What is expected: Some lines below hold "position". Pick them out and copy them.

Extracted entries:

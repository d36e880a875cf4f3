//! Dropdown selection widget.
//!
//! A dropdown is either closed, showing the committed value on one row, or
//! open, listing every option with one of them highlighted. Hovering only
//! previews an option; it becomes the value when committed with Enter/Space or
//! a second click. Every commit hands a [`SelectionChanged`] back to the host.

use crate::constants::{
    BORDER_CHROME, BORDER_COLOR, DROPDOWN_CLOSED_MARKER, DROPDOWN_OPEN_MARKER, HOVER_BACKGROUND,
};
use crate::ui::core::{Action, Component, SelectionChanged};
use crossterm::event::{KeyCode, KeyEvent, MouseButton, MouseEvent, MouseEventKind};
use ratatui::{
    layout::{Alignment, Constraint, Layout, Rect},
    style::Style,
    text::Line,
    widgets::{block::BorderType, Block, Borders, Paragraph},
    Frame,
};
use std::collections::HashSet;

/// Reasons a dropdown cannot be constructed.
#[derive(Debug, Clone, PartialEq, Eq, thiserror::Error)]
pub enum DropdownError {
    #[error("dropdown needs at least one option")]
    NoOptions,

    #[error("duplicate option id: {0}")]
    DuplicateOption(String),

    #[error("initial value '{0}' is not one of the options")]
    UnknownValue(String),
}

/// One entry of the choice list.
#[derive(Debug, Clone, PartialEq)]
pub struct DropdownOption {
    pub id: String,
    pub label: Line<'static>,
}

impl DropdownOption {
    pub fn new(id: impl Into<String>, label: impl Into<Line<'static>>) -> Self {
        Self {
            id: id.into(),
            label: label.into(),
        }
    }
}

impl From<&str> for DropdownOption {
    fn from(id: &str) -> Self {
        Self::new(id, id.to_string())
    }
}

impl From<String> for DropdownOption {
    fn from(id: String) -> Self {
        let label = id.clone();
        Self::new(id, label)
    }
}

impl From<(&str, &str)> for DropdownOption {
    fn from((id, label): (&str, &str)) -> Self {
        Self::new(id, label.to_string())
    }
}

impl From<(&str, Line<'static>)> for DropdownOption {
    fn from((id, label): (&str, Line<'static>)) -> Self {
        Self::new(id, label)
    }
}

/// Input a dropdown reacts to. Pointer targets are option ids.
#[derive(Debug, Clone, PartialEq, Eq)]
pub enum DropdownInput {
    FocusGained,
    Blur,
    PointerMove(Option<String>),
    Click(Option<String>),
    Key(KeyCode),
}

/// A single row of the rendered dropdown.
#[derive(Debug, Clone, PartialEq)]
pub struct DropdownRow {
    pub id: Option<String>,
    pub label: Line<'static>,
    pub hovered: bool,
    pub marker: &'static str,
}

/// Snapshot of what the dropdown should look like right now.
#[derive(Debug, Clone, PartialEq)]
pub struct DropdownView {
    pub title: Option<String>,
    pub expanded: bool,
    pub rows: Vec<DropdownRow>,
}

impl DropdownView {
    /// Rows needed to draw the view, border included
    pub fn height(&self) -> u16 {
        self.rows.len() as u16 + BORDER_CHROME
    }
}

/// Interactive choice widget.
///
/// `value` and `hovered` are kept as indices into `options`, so they can only
/// ever point at an existing option. `hovered` is set exactly while the widget
/// has focus.
#[derive(Debug, Clone)]
pub struct Dropdown {
    name: String,
    title: Option<String>,
    options: Vec<DropdownOption>,
    value: Option<usize>,
    hovered: Option<usize>,
    has_focus: bool,
}

impl Dropdown {
    pub fn new<I, O>(
        name: impl Into<String>,
        title: Option<&str>,
        value: Option<&str>,
        options: I,
    ) -> Result<Self, DropdownError>
    where
        I: IntoIterator<Item = O>,
        O: Into<DropdownOption>,
    {
        let options: Vec<DropdownOption> = options.into_iter().map(Into::into).collect();
        if options.is_empty() {
            return Err(DropdownError::NoOptions);
        }

        let mut seen = HashSet::new();
        for option in &options {
            if !seen.insert(option.id.as_str()) {
                return Err(DropdownError::DuplicateOption(option.id.clone()));
            }
        }

        let value = match value {
            Some(id) => Some(
                options
                    .iter()
                    .position(|o| o.id == id)
                    .ok_or_else(|| DropdownError::UnknownValue(id.to_string()))?,
            ),
            None => None,
        };

        Ok(Self {
            name: name.into(),
            title: title.map(str::to_string),
            options,
            value,
            hovered: None,
            has_focus: false,
        })
    }

    pub fn name(&self) -> &str {
        &self.name
    }

    pub fn title(&self) -> Option<&str> {
        self.title.as_deref()
    }

    pub fn options(&self) -> &[DropdownOption] {
        &self.options
    }

    /// Committed option id
    pub fn value(&self) -> Option<&str> {
        self.value.map(|i| self.options[i].id.as_str())
    }

    /// Highlighted option id, only set while open
    pub fn hovered(&self) -> Option<&str> {
        self.hovered.map(|i| self.options[i].id.as_str())
    }

    pub fn has_focus(&self) -> bool {
        self.has_focus
    }

    /// Label of the committed option
    pub fn selected_label(&self) -> Option<&Line<'static>> {
        self.value.map(|i| &self.options[i].label)
    }

    fn index_of(&self, id: &str) -> Option<usize> {
        self.options.iter().position(|o| o.id == id)
    }

    /// Feed one input event through the state machine.
    ///
    /// Returns [`Action::SelectionChanged`] when the event committed a value,
    /// [`Action::None`] otherwise.
    pub fn handle_input(&mut self, input: DropdownInput) -> Action {
        match input {
            DropdownInput::FocusGained => {
                self.open_at(self.value.unwrap_or(0));
                Action::None
            }
            DropdownInput::Blur => {
                self.close();
                Action::None
            }
            DropdownInput::PointerMove(target) => {
                if self.has_focus {
                    if let Some(index) = target.as_deref().and_then(|id| self.index_of(id)) {
                        self.hovered = Some(index);
                    }
                }
                Action::None
            }
            DropdownInput::Click(target) => {
                let index = target.as_deref().and_then(|id| self.index_of(id));
                match (self.has_focus, index) {
                    (false, Some(index)) => {
                        self.open_at(index);
                        Action::None
                    }
                    (false, None) => {
                        self.open_at(self.value.unwrap_or(0));
                        Action::None
                    }
                    (true, Some(index)) => {
                        self.hovered = Some(index);
                        self.commit()
                    }
                    // Border or title clicked while open
                    (true, None) => Action::None,
                }
            }
            DropdownInput::Key(code) => self.handle_key(code),
        }
    }

    fn handle_key(&mut self, code: KeyCode) -> Action {
        match code {
            KeyCode::Enter | KeyCode::Char(' ') => {
                if self.has_focus {
                    self.commit()
                } else {
                    self.open_at(self.value.unwrap_or(0));
                    Action::None
                }
            }
            KeyCode::Up => {
                let len = self.options.len();
                self.hovered = self.hovered.map(|i| (i + len - 1) % len);
                Action::None
            }
            KeyCode::Down => {
                let len = self.options.len();
                self.hovered = self.hovered.map(|i| (i + 1) % len);
                Action::None
            }
            _ => Action::None,
        }
    }

    fn open_at(&mut self, index: usize) {
        self.hovered = Some(index);
        self.has_focus = true;
        log::debug!("Dropdown '{}' opened on '{}'", self.name, self.options[index].id);
    }

    fn close(&mut self) {
        self.has_focus = false;
        self.hovered = None;
    }

    fn commit(&mut self) -> Action {
        self.value = self.hovered;
        self.close();

        let value = self.value().map(str::to_string);
        log::debug!("Dropdown '{}' committed {:?}", self.name, value);
        Action::SelectionChanged(SelectionChanged {
            source: self.name.clone(),
            value,
        })
    }

    /// Current renderable representation. Has no side effects.
    pub fn view(&self) -> DropdownView {
        let rows = if self.has_focus {
            self.options
                .iter()
                .enumerate()
                .map(|(i, option)| DropdownRow {
                    id: Some(option.id.clone()),
                    label: option.label.clone(),
                    hovered: self.hovered == Some(i),
                    marker: if i == 0 { DROPDOWN_OPEN_MARKER } else { "" },
                })
                .collect()
        } else {
            vec![DropdownRow {
                id: self.value().map(str::to_string),
                label: self.selected_label().cloned().unwrap_or_default(),
                hovered: false,
                marker: DROPDOWN_CLOSED_MARKER,
            }]
        };

        DropdownView {
            title: self.title.clone(),
            expanded: self.has_focus,
            rows,
        }
    }

    /// Option id under a terminal cell, given the area the widget was drawn in
    pub fn option_at(&self, area: Rect, column: u16, row: u16) -> Option<&str> {
        if !self.has_focus {
            return None;
        }
        let inner = Self::block(None, true).inner(area);
        let inside = column >= inner.x
            && column < inner.x + inner.width
            && row >= inner.y
            && row < inner.y + inner.height;
        if !inside {
            return None;
        }
        self.options
            .get((row - inner.y) as usize)
            .map(|o| o.id.as_str())
    }

    /// Translate a terminal mouse event into dropdown input
    pub fn handle_mouse(&mut self, mouse: MouseEvent, area: Rect) -> Action {
        let is_in_area = mouse.column >= area.x
            && mouse.column < area.x + area.width
            && mouse.row >= area.y
            && mouse.row < area.y + area.height;

        if !is_in_area {
            return Action::None;
        }

        let target = self.option_at(area, mouse.column, mouse.row).map(str::to_string);
        match mouse.kind {
            MouseEventKind::Moved => self.handle_input(DropdownInput::PointerMove(target)),
            MouseEventKind::Down(MouseButton::Left) => self.handle_input(DropdownInput::Click(target)),
            _ => Action::None,
        }
    }

    fn block(title: Option<&str>, expanded: bool) -> Block<'_> {
        let block = Block::default()
            .borders(Borders::ALL)
            .border_type(if expanded { BorderType::Double } else { BorderType::Plain })
            .border_style(Style::default().fg(BORDER_COLOR))
            .title_alignment(Alignment::Left);
        match title {
            Some(title) => block.title(title),
            None => block,
        }
    }
}

impl Component for Dropdown {
    fn handle_key_events(&mut self, key: KeyEvent) -> Action {
        self.handle_input(DropdownInput::Key(key.code))
    }

    fn handle_mouse_events(&mut self, mouse: MouseEvent, area: Rect) -> Action {
        self.handle_mouse(mouse, area)
    }

    fn render(&mut self, f: &mut Frame, rect: Rect) {
        let view = self.view();
        let block = Self::block(view.title.as_deref(), view.expanded);
        let inner = block.inner(rect);
        f.render_widget(block, rect);

        for (i, row) in view.rows.into_iter().enumerate() {
            let y = inner.y + i as u16;
            if y >= inner.y + inner.height {
                break;
            }
            let row_area = Rect::new(inner.x, y, inner.width, 1);
            let [label_area, marker_area] =
                Layout::horizontal([Constraint::Min(0), Constraint::Length(1)]).areas(row_area);

            let style = if row.hovered {
                Style::default().bg(HOVER_BACKGROUND)
            } else {
                Style::default()
            };
            f.render_widget(Paragraph::new(row.label).style(style), label_area);
            f.render_widget(Paragraph::new(row.marker), marker_area);
        }
    }

    fn height(&self) -> u16 {
        let rows = if self.has_focus { self.options.len() } else { 1 };
        rows as u16 + BORDER_CHROME
    }

    fn on_focus(&mut self) -> Action {
        self.handle_input(DropdownInput::FocusGained)
    }

    fn on_blur(&mut self) -> Action {
        self.handle_input(DropdownInput::Blur)
    }
}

Output of the task:
                    .position(|o| o.id == id)
        self.options.iter().position(|o| o.id == id)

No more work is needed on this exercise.